*** Opening Information shown ***
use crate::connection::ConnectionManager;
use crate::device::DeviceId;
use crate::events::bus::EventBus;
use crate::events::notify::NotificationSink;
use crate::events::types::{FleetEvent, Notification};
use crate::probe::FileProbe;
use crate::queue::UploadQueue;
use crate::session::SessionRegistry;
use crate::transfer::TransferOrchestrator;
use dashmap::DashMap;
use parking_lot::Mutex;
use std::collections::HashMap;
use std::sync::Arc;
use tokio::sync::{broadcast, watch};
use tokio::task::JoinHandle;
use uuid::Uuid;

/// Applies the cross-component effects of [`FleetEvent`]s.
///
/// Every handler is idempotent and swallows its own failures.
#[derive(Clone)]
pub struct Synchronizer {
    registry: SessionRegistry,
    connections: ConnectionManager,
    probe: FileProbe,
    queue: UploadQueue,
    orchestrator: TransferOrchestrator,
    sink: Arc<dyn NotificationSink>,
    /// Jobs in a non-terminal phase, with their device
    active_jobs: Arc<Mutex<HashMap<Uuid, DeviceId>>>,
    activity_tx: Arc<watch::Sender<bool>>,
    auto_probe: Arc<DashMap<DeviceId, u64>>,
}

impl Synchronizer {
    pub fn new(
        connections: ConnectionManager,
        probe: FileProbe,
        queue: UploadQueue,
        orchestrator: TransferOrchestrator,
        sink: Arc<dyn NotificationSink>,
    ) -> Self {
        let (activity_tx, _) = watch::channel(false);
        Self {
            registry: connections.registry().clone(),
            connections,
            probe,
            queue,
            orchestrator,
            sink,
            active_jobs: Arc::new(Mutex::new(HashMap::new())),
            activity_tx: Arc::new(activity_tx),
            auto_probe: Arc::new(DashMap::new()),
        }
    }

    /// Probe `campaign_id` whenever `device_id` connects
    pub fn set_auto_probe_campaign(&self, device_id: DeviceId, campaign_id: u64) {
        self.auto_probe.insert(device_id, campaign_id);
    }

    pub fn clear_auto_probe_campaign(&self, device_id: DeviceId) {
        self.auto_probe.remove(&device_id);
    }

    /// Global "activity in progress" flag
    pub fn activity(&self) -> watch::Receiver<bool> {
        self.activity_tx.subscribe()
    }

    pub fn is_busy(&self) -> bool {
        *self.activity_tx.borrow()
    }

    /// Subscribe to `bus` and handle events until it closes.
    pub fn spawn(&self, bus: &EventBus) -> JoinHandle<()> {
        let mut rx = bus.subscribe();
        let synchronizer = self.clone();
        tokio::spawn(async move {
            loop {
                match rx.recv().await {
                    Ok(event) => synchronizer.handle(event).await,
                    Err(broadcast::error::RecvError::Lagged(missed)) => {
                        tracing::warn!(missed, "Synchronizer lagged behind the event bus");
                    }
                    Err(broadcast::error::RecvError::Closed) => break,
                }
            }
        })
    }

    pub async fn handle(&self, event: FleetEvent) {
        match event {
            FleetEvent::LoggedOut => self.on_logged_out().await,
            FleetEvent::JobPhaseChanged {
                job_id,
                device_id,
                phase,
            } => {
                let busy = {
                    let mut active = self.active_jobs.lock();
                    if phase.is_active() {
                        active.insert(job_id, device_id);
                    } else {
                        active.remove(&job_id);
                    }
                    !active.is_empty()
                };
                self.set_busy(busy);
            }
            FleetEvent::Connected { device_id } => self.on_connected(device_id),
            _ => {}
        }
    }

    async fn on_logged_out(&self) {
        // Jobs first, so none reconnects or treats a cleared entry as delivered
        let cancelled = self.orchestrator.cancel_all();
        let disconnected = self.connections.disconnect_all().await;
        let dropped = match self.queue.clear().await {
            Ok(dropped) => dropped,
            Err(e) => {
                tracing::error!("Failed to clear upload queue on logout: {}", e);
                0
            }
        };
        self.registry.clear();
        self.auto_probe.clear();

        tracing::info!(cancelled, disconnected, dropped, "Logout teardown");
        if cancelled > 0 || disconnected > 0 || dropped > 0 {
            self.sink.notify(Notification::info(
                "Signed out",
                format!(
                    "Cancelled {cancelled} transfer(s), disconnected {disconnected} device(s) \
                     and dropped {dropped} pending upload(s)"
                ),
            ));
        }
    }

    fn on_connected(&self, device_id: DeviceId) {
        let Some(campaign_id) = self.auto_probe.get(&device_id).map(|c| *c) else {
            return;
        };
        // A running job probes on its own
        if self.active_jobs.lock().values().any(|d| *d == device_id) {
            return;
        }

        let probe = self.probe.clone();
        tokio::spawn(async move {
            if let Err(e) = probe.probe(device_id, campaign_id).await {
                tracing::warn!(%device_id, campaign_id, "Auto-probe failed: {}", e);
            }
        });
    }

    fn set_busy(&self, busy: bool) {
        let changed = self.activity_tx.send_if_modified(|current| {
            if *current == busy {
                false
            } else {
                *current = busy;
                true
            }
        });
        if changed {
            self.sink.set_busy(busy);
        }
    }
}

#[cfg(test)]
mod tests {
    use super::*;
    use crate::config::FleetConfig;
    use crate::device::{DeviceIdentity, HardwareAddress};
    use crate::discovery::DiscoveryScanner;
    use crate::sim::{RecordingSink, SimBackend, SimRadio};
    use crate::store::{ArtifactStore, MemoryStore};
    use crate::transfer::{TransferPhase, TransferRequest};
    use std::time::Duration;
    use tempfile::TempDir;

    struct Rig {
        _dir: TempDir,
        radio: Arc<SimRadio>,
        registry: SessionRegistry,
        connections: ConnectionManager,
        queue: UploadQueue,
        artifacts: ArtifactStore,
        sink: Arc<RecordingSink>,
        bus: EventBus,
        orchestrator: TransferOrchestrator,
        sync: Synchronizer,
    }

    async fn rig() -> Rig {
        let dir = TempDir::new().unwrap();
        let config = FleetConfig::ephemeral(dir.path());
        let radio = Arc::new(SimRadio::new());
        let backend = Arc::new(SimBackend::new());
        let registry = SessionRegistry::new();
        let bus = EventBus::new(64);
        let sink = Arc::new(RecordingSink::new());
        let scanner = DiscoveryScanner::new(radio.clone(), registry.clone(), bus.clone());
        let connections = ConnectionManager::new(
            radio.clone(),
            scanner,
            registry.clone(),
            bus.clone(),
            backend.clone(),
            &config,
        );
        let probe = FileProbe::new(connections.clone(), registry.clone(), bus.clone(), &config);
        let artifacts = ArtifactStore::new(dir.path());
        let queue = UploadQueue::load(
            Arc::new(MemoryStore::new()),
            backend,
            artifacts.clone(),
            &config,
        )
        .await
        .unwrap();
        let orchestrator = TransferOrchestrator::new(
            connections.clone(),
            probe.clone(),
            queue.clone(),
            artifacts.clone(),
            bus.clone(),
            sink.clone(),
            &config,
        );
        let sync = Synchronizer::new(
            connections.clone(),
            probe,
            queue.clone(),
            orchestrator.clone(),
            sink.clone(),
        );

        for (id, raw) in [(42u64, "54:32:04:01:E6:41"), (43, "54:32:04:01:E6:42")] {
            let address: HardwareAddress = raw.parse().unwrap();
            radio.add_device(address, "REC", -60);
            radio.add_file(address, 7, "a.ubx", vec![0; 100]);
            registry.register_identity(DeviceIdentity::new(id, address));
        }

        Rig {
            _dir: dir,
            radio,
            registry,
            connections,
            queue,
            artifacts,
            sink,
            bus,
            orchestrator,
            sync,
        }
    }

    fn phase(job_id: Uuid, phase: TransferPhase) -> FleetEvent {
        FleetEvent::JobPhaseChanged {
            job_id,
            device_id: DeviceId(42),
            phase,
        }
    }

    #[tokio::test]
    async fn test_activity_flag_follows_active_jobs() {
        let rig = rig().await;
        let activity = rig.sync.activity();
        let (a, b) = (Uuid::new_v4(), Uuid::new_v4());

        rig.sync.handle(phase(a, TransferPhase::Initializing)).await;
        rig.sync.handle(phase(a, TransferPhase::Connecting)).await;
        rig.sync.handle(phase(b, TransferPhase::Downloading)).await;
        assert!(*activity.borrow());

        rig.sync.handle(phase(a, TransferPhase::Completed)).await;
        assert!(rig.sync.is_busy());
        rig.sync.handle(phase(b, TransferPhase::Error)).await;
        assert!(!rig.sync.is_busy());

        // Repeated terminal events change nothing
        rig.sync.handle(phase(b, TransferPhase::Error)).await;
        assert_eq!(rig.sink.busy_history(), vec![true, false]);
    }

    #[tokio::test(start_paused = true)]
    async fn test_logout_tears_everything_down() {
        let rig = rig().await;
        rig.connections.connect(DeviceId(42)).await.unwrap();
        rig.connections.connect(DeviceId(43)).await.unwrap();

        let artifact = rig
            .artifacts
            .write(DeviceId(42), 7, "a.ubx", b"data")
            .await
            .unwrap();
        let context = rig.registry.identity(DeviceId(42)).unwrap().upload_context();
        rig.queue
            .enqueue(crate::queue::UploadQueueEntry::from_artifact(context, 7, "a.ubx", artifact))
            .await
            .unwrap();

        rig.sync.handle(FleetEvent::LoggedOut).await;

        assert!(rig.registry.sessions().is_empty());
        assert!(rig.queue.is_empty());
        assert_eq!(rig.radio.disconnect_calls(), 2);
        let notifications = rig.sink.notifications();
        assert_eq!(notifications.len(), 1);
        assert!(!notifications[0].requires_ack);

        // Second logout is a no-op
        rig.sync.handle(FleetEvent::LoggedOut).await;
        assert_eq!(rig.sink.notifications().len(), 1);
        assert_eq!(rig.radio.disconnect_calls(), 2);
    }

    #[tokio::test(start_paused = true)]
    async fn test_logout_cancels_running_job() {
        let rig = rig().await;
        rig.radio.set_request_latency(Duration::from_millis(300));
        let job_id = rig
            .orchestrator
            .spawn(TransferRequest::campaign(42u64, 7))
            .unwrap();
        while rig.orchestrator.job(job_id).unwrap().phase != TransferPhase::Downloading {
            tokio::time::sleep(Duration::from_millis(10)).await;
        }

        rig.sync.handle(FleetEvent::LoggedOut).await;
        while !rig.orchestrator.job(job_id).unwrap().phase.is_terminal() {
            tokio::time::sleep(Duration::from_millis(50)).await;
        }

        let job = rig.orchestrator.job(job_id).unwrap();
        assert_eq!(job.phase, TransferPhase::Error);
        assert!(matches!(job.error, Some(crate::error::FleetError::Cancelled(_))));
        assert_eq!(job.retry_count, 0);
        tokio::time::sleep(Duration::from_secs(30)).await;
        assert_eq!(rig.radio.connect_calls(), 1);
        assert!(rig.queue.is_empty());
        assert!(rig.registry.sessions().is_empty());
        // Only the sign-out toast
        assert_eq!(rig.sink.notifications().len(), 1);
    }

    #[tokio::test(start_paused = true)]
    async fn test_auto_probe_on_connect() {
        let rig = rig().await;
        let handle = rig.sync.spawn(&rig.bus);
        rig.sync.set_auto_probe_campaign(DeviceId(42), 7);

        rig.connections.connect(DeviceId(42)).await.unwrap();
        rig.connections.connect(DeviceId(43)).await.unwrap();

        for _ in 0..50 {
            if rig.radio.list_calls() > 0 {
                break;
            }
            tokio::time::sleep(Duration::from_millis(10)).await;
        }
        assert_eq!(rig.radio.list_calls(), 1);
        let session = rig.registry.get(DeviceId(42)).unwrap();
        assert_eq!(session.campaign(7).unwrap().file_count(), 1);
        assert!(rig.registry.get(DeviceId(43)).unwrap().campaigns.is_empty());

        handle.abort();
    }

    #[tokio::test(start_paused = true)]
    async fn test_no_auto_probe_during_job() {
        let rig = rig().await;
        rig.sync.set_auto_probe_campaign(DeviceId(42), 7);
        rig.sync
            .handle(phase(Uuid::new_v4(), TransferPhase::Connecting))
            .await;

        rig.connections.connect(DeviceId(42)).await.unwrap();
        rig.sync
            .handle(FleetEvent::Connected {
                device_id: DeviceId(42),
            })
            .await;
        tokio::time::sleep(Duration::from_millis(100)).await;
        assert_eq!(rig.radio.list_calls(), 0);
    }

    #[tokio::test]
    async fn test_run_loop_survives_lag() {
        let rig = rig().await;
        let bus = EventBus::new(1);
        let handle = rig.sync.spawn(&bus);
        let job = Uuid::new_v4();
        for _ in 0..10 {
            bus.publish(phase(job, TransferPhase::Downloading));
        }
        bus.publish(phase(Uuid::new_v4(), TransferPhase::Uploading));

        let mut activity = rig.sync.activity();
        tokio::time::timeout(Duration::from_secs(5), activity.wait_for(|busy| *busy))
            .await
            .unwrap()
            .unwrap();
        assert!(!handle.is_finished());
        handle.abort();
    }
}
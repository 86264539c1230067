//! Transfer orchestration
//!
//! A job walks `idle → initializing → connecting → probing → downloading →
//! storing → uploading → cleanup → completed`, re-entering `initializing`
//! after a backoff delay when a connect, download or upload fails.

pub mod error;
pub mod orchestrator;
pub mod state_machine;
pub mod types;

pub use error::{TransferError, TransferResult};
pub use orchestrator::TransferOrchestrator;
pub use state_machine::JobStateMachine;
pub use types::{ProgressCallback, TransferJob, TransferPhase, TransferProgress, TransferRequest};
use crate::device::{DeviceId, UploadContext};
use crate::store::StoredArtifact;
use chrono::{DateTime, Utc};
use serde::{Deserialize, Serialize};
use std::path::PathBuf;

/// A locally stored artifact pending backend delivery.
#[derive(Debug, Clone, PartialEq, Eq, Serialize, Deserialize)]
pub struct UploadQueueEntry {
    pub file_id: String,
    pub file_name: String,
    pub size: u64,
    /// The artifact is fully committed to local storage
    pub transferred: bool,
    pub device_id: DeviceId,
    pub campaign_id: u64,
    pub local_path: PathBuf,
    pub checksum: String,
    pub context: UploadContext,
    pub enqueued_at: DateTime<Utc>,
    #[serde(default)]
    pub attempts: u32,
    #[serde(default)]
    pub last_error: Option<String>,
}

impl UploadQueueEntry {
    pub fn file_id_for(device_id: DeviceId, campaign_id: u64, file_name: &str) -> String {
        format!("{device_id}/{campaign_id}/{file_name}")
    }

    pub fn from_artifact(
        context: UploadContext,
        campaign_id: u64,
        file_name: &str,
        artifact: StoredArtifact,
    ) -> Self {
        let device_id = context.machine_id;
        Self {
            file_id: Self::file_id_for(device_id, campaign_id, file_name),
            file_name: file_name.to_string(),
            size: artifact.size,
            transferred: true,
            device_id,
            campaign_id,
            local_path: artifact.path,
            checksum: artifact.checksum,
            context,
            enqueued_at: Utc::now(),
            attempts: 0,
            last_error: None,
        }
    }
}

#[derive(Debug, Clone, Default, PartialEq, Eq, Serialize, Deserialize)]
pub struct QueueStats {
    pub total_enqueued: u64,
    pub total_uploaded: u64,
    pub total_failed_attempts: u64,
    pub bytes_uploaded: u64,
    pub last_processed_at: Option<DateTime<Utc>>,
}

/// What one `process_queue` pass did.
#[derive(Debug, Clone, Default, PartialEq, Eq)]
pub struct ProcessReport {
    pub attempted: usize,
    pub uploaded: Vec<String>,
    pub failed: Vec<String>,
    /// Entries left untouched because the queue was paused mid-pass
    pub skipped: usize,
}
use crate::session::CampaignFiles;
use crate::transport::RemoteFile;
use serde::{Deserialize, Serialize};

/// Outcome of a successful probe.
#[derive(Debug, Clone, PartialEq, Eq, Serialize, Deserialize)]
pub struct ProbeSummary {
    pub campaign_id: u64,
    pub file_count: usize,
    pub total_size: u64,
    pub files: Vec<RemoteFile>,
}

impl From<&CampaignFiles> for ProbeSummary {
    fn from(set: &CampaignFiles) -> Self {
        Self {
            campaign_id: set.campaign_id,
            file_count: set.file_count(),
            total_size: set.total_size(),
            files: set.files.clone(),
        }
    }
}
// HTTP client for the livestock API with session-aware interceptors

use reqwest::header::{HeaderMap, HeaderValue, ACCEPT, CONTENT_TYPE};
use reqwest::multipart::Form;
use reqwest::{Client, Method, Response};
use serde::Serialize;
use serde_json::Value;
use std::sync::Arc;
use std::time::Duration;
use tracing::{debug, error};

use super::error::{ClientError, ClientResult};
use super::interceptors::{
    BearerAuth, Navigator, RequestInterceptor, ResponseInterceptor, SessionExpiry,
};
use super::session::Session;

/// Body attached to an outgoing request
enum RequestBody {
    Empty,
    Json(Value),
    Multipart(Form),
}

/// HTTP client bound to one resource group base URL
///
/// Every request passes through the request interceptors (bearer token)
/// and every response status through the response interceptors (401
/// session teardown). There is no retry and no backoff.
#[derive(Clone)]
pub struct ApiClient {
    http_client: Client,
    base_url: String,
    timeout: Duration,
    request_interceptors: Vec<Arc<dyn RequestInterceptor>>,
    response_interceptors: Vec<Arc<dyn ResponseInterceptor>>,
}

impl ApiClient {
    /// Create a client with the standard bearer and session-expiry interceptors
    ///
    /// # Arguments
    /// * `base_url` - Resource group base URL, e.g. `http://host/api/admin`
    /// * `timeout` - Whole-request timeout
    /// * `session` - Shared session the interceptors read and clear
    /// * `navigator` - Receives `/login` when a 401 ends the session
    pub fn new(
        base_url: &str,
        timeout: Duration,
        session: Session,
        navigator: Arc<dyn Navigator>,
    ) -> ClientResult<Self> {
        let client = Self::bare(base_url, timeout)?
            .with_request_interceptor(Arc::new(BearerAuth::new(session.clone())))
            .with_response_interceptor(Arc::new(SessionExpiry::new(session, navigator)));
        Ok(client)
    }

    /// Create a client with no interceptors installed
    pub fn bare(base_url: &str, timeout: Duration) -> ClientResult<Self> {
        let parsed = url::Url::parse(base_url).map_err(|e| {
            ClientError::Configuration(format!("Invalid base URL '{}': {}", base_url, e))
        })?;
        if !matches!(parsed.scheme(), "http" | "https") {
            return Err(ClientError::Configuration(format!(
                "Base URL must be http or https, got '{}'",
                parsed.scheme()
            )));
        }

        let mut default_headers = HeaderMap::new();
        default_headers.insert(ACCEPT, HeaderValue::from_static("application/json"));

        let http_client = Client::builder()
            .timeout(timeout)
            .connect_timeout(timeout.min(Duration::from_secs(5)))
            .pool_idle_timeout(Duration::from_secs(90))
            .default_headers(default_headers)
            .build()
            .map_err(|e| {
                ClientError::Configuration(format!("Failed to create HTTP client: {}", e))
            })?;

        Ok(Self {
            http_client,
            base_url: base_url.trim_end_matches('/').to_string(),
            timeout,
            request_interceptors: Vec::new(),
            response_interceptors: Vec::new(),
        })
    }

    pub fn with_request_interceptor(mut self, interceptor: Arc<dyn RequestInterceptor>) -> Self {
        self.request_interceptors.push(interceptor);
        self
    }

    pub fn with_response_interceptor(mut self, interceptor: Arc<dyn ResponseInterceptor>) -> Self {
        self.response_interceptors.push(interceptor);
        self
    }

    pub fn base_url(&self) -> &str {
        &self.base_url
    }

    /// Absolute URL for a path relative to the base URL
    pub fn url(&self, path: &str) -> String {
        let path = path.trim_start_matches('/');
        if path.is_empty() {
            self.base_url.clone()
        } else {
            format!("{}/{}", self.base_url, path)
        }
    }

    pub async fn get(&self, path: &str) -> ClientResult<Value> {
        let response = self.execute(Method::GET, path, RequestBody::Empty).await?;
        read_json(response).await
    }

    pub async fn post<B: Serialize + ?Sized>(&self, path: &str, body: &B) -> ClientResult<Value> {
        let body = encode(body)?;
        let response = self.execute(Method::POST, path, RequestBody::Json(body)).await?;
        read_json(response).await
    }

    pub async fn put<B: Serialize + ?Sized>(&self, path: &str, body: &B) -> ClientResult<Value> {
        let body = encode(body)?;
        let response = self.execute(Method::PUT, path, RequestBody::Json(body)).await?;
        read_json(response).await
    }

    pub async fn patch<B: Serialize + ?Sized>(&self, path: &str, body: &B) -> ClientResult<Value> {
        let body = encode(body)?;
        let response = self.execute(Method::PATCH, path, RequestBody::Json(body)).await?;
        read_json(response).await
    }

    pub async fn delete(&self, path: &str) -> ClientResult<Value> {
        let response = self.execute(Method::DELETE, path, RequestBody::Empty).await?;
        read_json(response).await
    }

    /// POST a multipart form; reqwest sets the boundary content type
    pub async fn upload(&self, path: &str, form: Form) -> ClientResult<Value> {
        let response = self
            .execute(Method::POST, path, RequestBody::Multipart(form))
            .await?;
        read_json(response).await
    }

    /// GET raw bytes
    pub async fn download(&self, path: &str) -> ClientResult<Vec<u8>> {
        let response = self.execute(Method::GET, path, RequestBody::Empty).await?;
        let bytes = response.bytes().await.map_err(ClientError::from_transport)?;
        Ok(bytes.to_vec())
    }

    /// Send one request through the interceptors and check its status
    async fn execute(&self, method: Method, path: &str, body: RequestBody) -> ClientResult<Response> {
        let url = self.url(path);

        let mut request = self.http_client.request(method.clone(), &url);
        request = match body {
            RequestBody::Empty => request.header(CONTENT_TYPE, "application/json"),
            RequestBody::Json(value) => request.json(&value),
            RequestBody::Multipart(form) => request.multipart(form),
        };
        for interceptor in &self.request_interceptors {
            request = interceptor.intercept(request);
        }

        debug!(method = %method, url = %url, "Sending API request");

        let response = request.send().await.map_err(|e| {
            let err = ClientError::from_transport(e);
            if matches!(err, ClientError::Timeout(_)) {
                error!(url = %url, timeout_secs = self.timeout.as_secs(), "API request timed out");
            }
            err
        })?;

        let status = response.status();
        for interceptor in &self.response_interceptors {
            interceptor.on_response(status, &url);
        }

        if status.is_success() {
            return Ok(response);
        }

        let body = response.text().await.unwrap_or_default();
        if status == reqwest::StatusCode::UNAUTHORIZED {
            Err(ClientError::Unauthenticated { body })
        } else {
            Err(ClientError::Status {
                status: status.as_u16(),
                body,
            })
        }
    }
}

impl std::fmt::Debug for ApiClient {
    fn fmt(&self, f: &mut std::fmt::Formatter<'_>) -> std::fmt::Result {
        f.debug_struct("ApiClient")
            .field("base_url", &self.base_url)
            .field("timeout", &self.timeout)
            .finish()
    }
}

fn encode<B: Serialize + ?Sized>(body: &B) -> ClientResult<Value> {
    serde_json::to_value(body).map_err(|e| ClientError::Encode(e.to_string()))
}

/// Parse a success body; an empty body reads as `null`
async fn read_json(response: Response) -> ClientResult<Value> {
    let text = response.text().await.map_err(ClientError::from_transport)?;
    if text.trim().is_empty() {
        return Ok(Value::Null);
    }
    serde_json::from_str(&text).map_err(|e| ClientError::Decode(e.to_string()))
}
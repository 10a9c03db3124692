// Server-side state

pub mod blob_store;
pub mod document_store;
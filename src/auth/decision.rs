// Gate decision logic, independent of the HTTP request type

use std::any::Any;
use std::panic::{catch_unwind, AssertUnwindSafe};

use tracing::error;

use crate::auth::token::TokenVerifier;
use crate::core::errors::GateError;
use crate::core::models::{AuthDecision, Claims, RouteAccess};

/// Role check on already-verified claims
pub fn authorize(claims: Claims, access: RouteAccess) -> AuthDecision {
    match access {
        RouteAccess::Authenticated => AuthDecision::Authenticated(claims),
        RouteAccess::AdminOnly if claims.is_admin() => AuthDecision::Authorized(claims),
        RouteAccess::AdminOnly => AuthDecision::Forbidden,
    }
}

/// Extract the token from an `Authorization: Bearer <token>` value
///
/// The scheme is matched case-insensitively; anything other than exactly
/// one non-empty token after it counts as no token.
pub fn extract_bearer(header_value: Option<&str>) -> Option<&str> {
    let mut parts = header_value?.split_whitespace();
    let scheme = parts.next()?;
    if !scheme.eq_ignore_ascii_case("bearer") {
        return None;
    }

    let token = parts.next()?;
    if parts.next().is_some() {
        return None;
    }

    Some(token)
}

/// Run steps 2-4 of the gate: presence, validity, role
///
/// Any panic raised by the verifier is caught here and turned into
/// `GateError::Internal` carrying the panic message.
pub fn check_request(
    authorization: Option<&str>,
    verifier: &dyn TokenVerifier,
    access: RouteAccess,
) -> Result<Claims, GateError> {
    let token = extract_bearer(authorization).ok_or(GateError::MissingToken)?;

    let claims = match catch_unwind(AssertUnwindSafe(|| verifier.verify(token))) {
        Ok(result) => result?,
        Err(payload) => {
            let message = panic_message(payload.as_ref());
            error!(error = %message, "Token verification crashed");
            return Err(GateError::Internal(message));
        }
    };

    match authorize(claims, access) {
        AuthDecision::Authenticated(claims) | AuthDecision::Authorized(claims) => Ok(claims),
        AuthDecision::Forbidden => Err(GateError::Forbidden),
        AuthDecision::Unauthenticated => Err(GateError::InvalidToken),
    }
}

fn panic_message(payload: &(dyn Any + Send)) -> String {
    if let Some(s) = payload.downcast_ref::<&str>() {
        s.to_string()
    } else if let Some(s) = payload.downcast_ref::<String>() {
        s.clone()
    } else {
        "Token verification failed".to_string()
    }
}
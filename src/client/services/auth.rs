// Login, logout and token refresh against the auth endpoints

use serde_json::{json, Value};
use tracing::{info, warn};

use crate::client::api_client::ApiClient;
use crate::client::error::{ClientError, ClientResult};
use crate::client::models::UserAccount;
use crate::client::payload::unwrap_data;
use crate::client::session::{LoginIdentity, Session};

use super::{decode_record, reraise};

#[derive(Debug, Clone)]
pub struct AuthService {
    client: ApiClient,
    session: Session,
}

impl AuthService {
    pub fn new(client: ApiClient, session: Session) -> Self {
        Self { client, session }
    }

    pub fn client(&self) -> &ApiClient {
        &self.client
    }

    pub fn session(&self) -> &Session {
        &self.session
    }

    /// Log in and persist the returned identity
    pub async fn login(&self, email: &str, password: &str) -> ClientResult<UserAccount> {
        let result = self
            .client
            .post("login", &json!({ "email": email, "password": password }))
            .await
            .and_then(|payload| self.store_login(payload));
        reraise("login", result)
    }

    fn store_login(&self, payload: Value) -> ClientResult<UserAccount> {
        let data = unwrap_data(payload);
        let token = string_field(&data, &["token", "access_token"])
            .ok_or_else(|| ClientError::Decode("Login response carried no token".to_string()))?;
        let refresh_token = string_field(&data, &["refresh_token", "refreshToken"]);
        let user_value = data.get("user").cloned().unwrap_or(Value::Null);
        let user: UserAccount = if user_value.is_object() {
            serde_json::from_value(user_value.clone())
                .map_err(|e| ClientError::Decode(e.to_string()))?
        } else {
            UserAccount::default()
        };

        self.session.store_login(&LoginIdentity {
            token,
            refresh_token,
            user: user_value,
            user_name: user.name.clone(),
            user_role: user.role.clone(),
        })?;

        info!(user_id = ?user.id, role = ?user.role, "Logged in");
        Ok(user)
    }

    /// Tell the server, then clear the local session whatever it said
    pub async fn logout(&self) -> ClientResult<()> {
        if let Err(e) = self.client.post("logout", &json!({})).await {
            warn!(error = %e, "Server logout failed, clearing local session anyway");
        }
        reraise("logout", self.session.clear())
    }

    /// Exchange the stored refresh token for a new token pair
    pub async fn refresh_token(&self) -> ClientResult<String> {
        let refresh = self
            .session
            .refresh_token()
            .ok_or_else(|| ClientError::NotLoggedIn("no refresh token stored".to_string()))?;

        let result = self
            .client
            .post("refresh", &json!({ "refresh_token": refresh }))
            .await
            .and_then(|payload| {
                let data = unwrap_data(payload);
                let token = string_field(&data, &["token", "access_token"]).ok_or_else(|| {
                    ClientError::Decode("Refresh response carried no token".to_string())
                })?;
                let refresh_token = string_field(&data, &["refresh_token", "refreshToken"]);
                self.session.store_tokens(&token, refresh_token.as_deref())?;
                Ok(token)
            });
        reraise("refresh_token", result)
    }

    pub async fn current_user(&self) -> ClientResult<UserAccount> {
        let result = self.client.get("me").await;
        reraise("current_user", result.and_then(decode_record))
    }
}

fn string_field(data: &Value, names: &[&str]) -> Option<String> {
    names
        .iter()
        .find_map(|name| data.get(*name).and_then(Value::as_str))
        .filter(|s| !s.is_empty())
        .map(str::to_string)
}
*** Closing Information shown ***
What is required — Take the listing from its first line to the line containing "use std::collections::HashMap;". Reproduce those lines exactly and nothing else.

Problem solution —
use crate::connection::ConnectionManager;
use crate::device::DeviceId;
use crate::events::bus::EventBus;
use crate::events::notify::NotificationSink;
use crate::events::types::{FleetEvent, Notification};
use crate::probe::FileProbe;
use crate::queue::UploadQueue;
use crate::session::SessionRegistry;
use crate::transfer::TransferOrchestrator;
use dashmap::DashMap;
use parking_lot::Mutex;
use std::collections::HashMap;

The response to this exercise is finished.